### How to complete this task
Each line from the beginning of the data below through the line containing "let seconds = (millis / 1000) % 60;" should be repeated exactly, please.

### Given entries

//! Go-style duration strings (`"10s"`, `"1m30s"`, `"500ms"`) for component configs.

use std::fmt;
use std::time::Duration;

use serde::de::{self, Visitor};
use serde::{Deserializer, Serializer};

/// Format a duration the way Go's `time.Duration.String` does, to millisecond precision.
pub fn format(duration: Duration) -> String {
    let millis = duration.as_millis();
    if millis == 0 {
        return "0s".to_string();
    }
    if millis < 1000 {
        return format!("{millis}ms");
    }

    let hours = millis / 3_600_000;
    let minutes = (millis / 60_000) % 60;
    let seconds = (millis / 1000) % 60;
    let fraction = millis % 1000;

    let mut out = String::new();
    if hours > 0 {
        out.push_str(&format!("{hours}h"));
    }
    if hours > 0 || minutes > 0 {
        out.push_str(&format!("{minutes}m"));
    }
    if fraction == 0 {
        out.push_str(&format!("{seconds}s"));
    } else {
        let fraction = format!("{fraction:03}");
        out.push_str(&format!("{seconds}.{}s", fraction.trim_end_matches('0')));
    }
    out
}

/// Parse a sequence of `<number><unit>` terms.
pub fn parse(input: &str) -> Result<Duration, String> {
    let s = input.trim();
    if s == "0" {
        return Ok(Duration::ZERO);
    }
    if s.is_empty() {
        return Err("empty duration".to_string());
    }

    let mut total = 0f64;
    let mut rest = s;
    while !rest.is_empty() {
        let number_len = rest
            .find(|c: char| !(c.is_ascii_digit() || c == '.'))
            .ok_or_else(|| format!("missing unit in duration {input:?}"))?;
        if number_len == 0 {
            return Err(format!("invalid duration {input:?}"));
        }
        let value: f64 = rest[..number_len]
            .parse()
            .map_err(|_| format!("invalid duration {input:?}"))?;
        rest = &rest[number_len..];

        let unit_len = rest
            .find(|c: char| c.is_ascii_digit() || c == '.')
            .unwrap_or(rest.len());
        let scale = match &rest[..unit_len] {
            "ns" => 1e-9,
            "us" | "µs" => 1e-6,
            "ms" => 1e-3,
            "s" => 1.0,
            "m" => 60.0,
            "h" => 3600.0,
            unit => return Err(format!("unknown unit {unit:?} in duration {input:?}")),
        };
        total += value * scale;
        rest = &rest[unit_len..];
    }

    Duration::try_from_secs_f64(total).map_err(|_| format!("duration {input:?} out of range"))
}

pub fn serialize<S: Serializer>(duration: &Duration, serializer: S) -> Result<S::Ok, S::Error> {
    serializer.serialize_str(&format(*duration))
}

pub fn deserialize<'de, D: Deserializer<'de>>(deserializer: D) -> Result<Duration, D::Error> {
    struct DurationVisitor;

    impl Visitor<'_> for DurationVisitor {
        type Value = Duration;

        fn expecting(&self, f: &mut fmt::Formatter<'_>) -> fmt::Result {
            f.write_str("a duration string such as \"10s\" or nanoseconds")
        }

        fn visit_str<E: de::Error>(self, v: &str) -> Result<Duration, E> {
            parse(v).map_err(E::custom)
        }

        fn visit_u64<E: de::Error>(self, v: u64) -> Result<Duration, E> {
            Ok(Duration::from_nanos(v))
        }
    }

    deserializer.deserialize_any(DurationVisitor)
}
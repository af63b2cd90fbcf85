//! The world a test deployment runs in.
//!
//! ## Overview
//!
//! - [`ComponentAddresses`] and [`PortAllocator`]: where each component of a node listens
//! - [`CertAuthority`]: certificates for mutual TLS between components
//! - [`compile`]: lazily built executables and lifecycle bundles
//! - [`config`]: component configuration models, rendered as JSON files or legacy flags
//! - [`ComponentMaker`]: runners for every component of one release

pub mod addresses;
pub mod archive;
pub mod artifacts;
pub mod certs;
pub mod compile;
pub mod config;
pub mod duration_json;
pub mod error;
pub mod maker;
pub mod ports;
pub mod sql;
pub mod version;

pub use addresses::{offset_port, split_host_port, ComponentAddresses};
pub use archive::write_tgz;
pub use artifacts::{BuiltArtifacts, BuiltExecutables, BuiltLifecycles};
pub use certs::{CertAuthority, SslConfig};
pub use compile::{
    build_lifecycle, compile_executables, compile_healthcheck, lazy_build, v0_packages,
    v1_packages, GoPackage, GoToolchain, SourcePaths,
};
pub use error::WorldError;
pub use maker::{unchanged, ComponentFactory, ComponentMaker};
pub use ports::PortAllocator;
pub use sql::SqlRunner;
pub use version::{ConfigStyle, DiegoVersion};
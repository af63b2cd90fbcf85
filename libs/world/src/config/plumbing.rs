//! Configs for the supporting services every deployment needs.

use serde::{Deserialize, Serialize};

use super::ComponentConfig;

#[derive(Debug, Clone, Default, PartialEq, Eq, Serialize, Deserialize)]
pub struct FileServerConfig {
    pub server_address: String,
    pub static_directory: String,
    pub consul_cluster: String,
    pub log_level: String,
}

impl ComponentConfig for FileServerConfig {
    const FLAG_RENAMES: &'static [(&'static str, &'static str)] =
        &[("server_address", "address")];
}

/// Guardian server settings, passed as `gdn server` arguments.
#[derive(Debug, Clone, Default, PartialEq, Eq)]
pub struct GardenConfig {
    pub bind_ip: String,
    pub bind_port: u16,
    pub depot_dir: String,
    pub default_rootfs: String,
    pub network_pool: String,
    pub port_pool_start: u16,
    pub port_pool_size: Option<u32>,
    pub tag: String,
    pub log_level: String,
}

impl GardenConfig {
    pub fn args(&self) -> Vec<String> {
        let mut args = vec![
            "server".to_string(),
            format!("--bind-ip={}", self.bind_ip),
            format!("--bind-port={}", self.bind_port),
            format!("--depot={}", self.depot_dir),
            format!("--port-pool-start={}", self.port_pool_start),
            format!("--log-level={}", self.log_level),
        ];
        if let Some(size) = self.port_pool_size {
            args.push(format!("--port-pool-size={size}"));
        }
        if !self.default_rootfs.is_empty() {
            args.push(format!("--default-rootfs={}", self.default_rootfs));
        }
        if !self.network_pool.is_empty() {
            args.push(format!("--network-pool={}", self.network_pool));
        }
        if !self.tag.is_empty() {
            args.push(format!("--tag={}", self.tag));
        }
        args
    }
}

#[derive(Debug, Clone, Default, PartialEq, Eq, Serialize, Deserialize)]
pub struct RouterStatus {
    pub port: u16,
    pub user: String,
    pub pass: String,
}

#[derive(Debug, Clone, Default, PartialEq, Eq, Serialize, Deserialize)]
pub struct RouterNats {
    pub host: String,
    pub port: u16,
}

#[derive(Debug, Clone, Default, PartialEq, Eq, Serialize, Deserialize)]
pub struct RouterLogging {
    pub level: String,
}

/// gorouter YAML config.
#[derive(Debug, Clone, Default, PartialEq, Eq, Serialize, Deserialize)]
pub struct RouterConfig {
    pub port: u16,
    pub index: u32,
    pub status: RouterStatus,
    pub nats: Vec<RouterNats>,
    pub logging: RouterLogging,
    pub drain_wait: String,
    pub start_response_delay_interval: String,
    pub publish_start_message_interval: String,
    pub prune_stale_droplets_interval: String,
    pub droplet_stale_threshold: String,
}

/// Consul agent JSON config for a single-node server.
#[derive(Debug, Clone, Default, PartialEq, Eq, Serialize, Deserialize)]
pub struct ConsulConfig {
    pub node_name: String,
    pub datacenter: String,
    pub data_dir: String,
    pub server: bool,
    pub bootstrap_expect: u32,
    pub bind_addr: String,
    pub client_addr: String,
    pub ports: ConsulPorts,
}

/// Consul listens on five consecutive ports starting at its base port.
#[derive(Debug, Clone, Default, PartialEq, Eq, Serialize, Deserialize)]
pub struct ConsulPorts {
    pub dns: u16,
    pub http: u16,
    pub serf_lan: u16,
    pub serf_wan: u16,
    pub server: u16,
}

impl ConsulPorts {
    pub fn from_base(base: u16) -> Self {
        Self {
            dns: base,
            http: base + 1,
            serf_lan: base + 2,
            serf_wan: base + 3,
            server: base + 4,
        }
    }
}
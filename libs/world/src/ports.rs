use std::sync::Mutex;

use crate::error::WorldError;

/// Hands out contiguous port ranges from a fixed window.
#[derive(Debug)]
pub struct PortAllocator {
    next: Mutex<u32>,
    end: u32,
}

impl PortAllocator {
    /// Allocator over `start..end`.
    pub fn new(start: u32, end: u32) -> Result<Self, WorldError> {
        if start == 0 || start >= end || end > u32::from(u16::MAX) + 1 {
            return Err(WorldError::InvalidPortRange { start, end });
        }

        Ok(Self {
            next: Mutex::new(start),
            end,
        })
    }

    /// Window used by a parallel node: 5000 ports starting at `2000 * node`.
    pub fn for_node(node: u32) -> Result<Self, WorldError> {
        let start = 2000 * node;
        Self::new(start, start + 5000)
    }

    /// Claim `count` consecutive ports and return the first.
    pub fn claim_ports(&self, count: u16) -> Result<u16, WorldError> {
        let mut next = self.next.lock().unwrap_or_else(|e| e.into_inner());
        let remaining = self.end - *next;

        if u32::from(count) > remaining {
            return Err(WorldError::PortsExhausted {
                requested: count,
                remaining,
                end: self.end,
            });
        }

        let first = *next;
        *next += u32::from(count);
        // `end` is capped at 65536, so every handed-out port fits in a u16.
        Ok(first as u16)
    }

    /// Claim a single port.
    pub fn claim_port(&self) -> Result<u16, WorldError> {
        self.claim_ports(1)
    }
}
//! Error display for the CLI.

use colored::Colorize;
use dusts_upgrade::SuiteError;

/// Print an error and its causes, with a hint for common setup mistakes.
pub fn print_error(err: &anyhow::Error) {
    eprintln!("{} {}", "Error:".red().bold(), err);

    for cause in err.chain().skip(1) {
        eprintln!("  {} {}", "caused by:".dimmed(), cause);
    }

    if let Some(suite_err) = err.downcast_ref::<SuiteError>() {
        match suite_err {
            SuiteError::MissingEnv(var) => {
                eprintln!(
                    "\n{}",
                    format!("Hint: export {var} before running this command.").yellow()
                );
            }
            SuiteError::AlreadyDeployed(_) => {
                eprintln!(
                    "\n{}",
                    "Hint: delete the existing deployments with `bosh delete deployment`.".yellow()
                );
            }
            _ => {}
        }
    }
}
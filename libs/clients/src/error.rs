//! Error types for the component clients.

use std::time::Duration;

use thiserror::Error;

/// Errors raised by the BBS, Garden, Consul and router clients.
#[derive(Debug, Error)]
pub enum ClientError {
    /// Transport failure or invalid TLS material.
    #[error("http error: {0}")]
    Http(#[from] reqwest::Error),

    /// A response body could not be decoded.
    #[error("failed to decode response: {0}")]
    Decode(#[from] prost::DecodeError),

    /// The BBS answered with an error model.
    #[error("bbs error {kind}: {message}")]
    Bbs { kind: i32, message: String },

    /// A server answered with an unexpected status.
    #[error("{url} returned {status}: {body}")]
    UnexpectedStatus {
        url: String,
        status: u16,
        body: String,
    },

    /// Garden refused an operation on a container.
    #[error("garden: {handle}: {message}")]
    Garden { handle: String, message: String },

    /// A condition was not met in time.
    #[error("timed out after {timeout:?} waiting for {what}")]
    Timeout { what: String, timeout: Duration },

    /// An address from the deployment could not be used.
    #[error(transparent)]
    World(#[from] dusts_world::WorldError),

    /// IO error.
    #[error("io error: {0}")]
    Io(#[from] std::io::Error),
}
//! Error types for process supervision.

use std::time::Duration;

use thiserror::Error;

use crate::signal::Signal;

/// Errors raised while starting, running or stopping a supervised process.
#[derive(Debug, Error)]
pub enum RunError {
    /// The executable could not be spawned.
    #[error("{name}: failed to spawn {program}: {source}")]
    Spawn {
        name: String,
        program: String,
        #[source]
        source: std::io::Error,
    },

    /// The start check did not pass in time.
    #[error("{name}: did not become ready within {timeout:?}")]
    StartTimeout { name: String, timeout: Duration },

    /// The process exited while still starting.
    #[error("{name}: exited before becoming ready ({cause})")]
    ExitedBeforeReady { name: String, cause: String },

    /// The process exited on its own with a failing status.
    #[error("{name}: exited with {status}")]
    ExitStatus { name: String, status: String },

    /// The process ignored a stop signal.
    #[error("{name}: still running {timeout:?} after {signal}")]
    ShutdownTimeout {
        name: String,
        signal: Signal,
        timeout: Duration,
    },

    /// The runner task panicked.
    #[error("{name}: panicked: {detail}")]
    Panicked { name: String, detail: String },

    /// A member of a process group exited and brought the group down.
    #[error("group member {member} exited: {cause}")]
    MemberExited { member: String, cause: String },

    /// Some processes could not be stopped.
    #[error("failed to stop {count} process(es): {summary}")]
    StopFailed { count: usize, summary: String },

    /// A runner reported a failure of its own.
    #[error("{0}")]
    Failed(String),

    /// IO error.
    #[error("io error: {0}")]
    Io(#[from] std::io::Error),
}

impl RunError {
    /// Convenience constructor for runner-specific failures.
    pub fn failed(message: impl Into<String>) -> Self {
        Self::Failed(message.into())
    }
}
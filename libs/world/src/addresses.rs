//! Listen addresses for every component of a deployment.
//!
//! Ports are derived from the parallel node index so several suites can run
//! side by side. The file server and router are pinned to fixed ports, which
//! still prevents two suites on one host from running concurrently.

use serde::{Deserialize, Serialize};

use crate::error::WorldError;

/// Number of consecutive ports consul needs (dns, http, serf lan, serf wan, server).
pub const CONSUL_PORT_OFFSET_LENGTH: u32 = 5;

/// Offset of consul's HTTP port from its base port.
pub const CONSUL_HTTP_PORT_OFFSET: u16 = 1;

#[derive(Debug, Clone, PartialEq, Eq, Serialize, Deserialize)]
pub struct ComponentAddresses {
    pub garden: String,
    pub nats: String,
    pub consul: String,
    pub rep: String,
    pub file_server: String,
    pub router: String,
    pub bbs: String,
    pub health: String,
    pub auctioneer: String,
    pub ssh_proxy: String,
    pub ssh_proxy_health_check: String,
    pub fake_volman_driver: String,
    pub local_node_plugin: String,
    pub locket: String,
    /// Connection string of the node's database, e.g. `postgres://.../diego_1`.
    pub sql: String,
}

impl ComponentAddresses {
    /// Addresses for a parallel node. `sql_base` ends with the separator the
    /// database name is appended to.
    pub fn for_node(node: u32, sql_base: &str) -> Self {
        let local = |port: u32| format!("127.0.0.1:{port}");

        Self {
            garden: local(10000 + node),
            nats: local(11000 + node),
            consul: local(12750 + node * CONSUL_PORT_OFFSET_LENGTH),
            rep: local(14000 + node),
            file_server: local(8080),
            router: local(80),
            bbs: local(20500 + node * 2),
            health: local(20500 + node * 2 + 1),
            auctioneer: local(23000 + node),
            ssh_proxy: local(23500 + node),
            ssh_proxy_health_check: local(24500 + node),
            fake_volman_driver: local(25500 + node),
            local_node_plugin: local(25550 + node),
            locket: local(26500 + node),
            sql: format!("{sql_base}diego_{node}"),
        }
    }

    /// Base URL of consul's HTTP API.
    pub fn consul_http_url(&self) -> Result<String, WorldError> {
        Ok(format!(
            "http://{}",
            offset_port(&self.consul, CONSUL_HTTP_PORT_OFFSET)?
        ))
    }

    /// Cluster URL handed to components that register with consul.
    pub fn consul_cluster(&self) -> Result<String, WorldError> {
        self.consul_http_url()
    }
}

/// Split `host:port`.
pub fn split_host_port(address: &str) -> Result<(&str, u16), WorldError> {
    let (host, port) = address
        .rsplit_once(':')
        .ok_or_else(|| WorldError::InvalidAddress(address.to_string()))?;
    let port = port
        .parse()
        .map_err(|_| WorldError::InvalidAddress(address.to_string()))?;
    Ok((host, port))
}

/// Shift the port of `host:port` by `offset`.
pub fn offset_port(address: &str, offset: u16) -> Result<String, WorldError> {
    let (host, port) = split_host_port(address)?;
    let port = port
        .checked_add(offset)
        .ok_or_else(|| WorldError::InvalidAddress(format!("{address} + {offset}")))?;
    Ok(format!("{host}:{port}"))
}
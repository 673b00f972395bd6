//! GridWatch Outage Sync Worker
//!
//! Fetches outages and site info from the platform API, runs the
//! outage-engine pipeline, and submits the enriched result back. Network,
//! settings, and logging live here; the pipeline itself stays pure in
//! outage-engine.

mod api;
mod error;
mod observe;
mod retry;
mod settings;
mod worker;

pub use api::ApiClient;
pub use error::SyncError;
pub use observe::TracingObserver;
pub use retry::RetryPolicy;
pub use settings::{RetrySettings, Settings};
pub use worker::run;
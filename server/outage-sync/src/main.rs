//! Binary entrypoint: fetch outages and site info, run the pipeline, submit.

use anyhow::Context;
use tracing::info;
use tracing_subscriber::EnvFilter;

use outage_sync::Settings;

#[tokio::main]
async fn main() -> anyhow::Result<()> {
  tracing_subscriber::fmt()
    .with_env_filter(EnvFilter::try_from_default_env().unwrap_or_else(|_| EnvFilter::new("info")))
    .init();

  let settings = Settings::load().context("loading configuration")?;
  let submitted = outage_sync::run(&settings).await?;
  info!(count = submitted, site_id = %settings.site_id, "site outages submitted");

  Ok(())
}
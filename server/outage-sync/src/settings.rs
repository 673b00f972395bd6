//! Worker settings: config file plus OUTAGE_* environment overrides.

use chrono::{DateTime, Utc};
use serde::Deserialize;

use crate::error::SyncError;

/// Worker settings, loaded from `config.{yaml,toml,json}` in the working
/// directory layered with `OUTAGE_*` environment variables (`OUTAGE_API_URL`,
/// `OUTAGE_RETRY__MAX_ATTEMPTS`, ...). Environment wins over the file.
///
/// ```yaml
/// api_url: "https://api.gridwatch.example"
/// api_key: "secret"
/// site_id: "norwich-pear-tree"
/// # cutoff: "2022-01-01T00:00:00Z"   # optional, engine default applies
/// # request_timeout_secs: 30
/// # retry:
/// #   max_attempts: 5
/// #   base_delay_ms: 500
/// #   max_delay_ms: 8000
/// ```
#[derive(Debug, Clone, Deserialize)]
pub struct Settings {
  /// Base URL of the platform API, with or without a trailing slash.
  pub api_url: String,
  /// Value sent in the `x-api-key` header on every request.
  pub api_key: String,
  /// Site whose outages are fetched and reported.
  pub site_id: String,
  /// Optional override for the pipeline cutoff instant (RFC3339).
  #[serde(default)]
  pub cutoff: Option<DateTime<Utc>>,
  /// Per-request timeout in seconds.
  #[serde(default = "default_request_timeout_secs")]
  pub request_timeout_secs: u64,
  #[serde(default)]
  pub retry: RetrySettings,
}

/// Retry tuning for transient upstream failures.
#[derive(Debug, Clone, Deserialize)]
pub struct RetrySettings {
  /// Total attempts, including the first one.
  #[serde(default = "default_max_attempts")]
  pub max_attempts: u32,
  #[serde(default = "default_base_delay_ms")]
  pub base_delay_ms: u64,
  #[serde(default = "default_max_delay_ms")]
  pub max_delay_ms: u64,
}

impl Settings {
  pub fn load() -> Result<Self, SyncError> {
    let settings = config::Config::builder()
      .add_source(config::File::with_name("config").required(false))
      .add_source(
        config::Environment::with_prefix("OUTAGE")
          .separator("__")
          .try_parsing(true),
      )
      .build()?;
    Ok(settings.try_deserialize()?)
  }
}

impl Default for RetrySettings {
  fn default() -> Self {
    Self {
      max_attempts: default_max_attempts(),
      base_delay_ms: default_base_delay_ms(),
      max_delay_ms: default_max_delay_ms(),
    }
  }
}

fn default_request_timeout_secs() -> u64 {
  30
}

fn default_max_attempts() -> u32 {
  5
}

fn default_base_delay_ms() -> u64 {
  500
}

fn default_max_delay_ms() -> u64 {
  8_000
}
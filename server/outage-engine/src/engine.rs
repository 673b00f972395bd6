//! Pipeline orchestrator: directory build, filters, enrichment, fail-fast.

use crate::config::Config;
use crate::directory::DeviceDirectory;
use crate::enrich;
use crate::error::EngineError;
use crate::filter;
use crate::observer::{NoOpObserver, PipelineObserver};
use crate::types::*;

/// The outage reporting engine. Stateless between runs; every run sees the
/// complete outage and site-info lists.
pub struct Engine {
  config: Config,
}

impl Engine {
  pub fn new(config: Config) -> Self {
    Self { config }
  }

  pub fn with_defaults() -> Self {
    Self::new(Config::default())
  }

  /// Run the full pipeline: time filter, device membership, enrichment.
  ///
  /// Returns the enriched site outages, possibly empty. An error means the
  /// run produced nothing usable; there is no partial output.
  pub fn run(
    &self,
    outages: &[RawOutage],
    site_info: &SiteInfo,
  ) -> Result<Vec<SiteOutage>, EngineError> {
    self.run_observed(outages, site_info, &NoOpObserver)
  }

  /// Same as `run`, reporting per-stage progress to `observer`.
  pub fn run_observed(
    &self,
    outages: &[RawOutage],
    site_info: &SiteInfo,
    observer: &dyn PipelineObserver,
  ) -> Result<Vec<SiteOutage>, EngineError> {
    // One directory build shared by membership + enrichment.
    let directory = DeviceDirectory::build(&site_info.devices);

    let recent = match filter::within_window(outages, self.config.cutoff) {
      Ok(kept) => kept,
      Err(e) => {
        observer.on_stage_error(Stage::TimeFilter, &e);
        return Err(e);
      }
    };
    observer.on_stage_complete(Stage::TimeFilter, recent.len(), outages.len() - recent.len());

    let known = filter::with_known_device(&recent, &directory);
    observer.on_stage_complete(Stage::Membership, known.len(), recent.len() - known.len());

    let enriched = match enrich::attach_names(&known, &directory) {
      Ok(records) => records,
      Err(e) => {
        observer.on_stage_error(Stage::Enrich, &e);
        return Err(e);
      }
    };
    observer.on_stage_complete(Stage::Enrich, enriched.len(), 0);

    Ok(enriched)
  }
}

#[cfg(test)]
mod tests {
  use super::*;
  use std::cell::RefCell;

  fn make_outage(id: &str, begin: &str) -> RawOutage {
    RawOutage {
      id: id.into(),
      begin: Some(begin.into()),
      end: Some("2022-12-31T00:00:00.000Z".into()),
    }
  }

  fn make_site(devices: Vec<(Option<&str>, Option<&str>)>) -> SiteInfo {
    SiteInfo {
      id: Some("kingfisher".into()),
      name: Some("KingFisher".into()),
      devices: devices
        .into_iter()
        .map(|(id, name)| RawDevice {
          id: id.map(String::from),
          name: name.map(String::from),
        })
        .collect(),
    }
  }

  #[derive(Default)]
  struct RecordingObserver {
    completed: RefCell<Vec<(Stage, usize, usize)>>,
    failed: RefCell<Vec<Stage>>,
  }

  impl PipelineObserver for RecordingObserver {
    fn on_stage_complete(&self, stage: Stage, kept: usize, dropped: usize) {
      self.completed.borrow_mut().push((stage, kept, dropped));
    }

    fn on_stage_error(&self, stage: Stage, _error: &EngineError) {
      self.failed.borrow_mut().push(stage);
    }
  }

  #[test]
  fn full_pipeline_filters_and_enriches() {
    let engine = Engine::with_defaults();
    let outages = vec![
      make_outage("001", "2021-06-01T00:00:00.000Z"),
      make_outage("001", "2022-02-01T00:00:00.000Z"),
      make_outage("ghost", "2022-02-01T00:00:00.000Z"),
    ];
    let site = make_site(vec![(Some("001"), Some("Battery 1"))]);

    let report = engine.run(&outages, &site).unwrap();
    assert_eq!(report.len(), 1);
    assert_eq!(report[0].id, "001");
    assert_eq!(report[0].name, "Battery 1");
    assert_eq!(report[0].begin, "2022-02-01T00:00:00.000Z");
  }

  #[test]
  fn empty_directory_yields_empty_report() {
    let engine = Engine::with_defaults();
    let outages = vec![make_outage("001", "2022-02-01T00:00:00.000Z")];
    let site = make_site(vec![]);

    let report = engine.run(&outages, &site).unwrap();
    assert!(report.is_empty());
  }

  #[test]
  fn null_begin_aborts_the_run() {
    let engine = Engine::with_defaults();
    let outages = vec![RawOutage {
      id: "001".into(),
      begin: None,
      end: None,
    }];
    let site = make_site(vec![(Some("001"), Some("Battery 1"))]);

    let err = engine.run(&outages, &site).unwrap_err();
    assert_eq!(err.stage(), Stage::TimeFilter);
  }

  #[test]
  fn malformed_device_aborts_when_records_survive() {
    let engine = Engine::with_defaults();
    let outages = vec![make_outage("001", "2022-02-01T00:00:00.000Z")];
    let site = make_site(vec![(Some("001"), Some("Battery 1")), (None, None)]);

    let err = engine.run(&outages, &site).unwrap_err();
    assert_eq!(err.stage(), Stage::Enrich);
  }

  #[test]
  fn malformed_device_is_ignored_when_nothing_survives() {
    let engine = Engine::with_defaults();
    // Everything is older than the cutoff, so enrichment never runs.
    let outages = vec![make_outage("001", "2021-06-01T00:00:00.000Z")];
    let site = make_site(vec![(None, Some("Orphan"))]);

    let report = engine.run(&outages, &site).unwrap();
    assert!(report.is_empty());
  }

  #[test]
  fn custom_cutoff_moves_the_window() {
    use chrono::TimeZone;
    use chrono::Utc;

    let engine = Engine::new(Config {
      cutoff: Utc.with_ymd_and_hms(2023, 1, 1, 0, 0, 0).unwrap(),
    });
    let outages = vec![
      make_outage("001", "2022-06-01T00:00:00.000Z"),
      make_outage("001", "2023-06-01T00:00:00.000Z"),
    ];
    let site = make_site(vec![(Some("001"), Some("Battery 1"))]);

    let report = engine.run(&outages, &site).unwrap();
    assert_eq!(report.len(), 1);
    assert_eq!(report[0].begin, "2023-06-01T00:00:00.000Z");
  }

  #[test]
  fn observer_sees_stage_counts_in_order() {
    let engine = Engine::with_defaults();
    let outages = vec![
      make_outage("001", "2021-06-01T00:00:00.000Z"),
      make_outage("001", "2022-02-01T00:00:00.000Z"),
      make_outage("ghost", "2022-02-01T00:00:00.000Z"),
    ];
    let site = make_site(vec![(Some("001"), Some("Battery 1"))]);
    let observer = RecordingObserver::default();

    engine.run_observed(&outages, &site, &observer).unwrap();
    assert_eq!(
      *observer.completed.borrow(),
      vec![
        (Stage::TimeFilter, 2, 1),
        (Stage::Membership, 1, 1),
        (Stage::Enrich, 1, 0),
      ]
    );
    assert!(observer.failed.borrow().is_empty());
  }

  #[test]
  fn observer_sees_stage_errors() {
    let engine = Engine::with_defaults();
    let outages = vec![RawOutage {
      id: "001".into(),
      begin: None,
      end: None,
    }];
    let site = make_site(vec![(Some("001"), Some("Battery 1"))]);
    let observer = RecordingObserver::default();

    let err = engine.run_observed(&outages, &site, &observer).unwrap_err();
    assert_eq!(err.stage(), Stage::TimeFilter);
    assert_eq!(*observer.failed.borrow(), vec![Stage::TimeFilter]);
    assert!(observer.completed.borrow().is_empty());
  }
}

### Response box
//! Go-style duration strings (`"10s"`, `"1m30s"`, `"500ms"`) for component configs.

use std::fmt;
use std::time::Duration;

use serde::de::{self, Visitor};
use serde::{Deserializer, Serializer};

/// Format a duration the way Go's `time.Duration.String` does, to millisecond precision.
pub fn format(duration: Duration) -> String {
    let millis = duration.as_millis();
    if millis == 0 {
        return "0s".to_string();
    }
    if millis < 1000 {
        return format!("{millis}ms");
    }

    let hours = millis / 3_600_000;
    let minutes = (millis / 60_000) % 60;
    let seconds = (millis / 1000) % 60;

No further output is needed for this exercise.